"Text-Embedding-3-Small Complete Guide: OpenAI's Cost-Effective Embedding Model"
If you're building semantic search, RAG pipelines, or recommendation systems, you need an embedding model. OpenAI's text-embedding-3-small hits the sweet spot between quality and cost — and it's what most production systems should default to.
Here's everything you need to know.
What Is text-embedding-3-small?#
text-embedding-3-small is OpenAI's compact embedding model that converts text into numerical vectors (embeddings). These vectors capture semantic meaning, so similar texts produce similar vectors.
Key Specs#
| Feature | text-embedding-3-small | text-embedding-3-large | text-embedding-ada-002 (legacy) |
|---|---|---|---|
| Dimensions | 1536 (default) | 3072 (default) | 1536 (fixed) |
| Adjustable Dimensions | ✅ (down to 256) | ✅ (down to 256) | ❌ |
| MTEB Score | 62.3% | 64.6% | 61.0% |
| Max Tokens | 8191 | 8191 | 8191 |
| Price (per 1M tokens) | $0.02 | $0.13 | $0.10 |
| Relative Cost | 1x | 6.5x | 5x |
The key insight: text-embedding-3-small is 5x cheaper than the legacy ada-002 model while delivering better quality. There's almost no reason to use ada-002 anymore.
Adjustable Dimensions#
One of the best features is dimension reduction. You can request fewer dimensions to save storage and speed up similarity search:
| Dimensions | MTEB Score | Vector Size | Use Case |
|---|---|---|---|
| 1536 (default) | 62.3% | 6.1 KB | Best quality |
| 768 | 61.5% | 3.1 KB | Good balance |
| 512 | 60.8% | 2.0 KB | Large-scale search |
| 256 | 59.2% | 1.0 KB | Memory-constrained |
At 512 dimensions, you get 97.6% of the full quality at 33% of the storage cost. That's a great tradeoff for most applications.

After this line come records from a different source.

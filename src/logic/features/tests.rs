//! Transformer tests against the fraud transaction schema

use std::sync::Arc;

use serde_json::{json, Map, Value};

use super::schema::FeatureSchema;
use super::transform::{FeatureTransformer, TransformError};

fn fraud_schema() -> Arc<FeatureSchema> {
    let schema = FeatureSchema::from_json(
        r#"{
            "drop_features": ["nameOrig", "nameDest", "isFraud"],
            "categorical_features": ["type"],
            "encoded_columns": ["type_CASH_IN", "type_CASH_OUT", "type_DEBIT", "type_PAYMENT", "type_TRANSFER"],
            "final_feature_order": [
                "step", "amount", "oldbalanceOrg", "newbalanceOrig",
                "oldbalanceDest", "newbalanceDest", "isFlaggedFraud",
                "type_CASH_IN", "type_CASH_OUT", "type_DEBIT", "type_PAYMENT", "type_TRANSFER"
            ]
        }"#,
    )
    .unwrap();
    Arc::new(schema)
}

fn record(value: Value) -> Map<String, Value> {
    value.as_object().cloned().unwrap()
}

fn transaction() -> Map<String, Value> {
    record(json!({
        "step": 1,
        "type": "TRANSFER",
        "amount": 181.0,
        "nameOrig": "C1305486145",
        "oldbalanceOrg": 181.0,
        "newbalanceOrig": 0.0,
        "nameDest": "C553264065",
        "oldbalanceDest": 0.0,
        "newbalanceDest": 0.0,
        "isFlaggedFraud": 0
    }))
}

#[test]
fn test_transform_orders_and_encodes() {
    let transformer = FeatureTransformer::new(fraud_schema());
    let vector = transformer.transform(&transaction()).unwrap();

    assert_eq!(
        vector.as_slice(),
        &[1.0, 181.0, 181.0, 0.0, 0.0, 0.0, 0.0, 0.0, 0.0, 0.0, 0.0, 1.0]
    );
}

#[test]
fn test_shape_is_stable_across_inputs() {
    let transformer = FeatureTransformer::new(fraud_schema());

    let sparse = record(json!({ "amount": 5.0 }));
    let noisy = record(json!({
        "type": "PAYMENT",
        "amount": 10.0,
        "unexpected": "ignored",
        "another": [1, 2, 3]
    }));

    let a = transformer.transform(&transaction()).unwrap();
    let b = transformer.transform(&sparse).unwrap();
    let c = transformer.transform(&noisy).unwrap();

    assert_eq!(a.len(), 12);
    assert_eq!(b.len(), 12);
    assert_eq!(c.len(), 12);
}

#[test]
fn test_absent_categories_are_zero() {
    let schema = fraud_schema();
    let transformer = FeatureTransformer::new(schema.clone());
    let vector = transformer.transform(&transaction()).unwrap();

    for column in ["type_CASH_IN", "type_CASH_OUT", "type_DEBIT", "type_PAYMENT"] {
        let index = schema.feature_index(column).unwrap();
        assert_eq!(vector.get(index), Some(0.0), "{} should be 0", column);
    }
}

#[test]
fn test_unknown_category_encodes_to_nothing() {
    let transformer = FeatureTransformer::new(fraud_schema());
    let mut raw = transaction();
    raw.insert("type".to_string(), json!("WIRE"));

    let vector = transformer.transform(&raw).unwrap();
    assert!(vector.as_slice()[7..].iter().all(|v| *v == 0.0));
}

#[test]
fn test_missing_drop_fields_are_ignored() {
    let transformer = FeatureTransformer::new(fraud_schema());
    let raw = record(json!({ "step": 3, "type": "DEBIT" }));

    let vector = transformer.transform(&raw).unwrap();
    assert_eq!(vector.get(0), Some(3.0));
    assert_eq!(vector.get(9), Some(1.0));
}

#[test]
fn test_numeric_coercions() {
    let transformer = FeatureTransformer::new(fraud_schema());
    let raw = record(json!({
        "step": "7",
        "amount": null,
        "isFlaggedFraud": true
    }));

    let vector = transformer.transform(&raw).unwrap();
    assert_eq!(vector.get(0), Some(7.0));
    assert_eq!(vector.get(1), Some(0.0));
    assert_eq!(vector.get(6), Some(1.0));
}

#[test]
fn test_non_numeric_value_is_rejected() {
    let transformer = FeatureTransformer::new(fraud_schema());
    let raw = record(json!({ "amount": "a lot" }));

    match transformer.transform(&raw) {
        Err(TransformError::NonNumeric { field, .. }) => assert_eq!(field, "amount"),
        other => panic!("Expected NonNumeric, got {:?}", other),
    }
}

#[test]
fn test_pre_encoded_rows_pass_through() {
    // Reference samples are stored already one-hot encoded
    let transformer = FeatureTransformer::new(fraud_schema());
    let raw = record(json!({
        "step": 2,
        "amount": 50.0,
        "type_CASH_OUT": 1,
        "type_TRANSFER": false
    }));

    let vector = transformer.transform(&raw).unwrap();
    assert_eq!(vector.get(8), Some(1.0));
    assert_eq!(vector.get(11), Some(0.0));
}

#[test]
fn test_transform_many_aligns_rows() {
    let transformer = FeatureTransformer::new(fraud_schema());
    let rows = vec![
        transaction(),
        record(json!({ "type": "CASH_IN", "amount": 20.0 })),
        record(json!({})),
    ];

    let matrix = transformer.transform_many(&rows).unwrap();
    assert_eq!(matrix.nrows(), 3);
    assert_eq!(matrix.ncols(), 12);
    assert_eq!(matrix.columns()[11], "type_TRANSFER");

    let cash_in = matrix.column("type_CASH_IN").unwrap();
    assert_eq!(cash_in.to_vec(), vec![0.0, 1.0, 0.0]);
}

#[test]
fn test_transform_values_requires_objects() {
    let transformer = FeatureTransformer::new(fraud_schema());
    let rows = vec![json!({ "amount": 1.0 }), json!([1, 2])];

    match transformer.transform_values(&rows) {
        Err(TransformError::NotAnObject { index }) => assert_eq!(index, 1),
        other => panic!("Expected NotAnObject, got {:?}", other),
    }
}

How to Use text-embedding-3-small#
Python (via Crazyrouter)#
from openai import OpenAI
client = OpenAI(
api_key="your-crazyrouter-key",
base_url="https://api.crazyrouter.com/v1"
)
# Basic embedding
response = client.embeddings.create(
model="text-embedding-3-small",
input="How do I reset my password?"
)
embedding = response.data[0].embedding
print(f"Dimensions: {len(embedding)}") # 1536
print(f"First 5 values: {embedding[:5]}")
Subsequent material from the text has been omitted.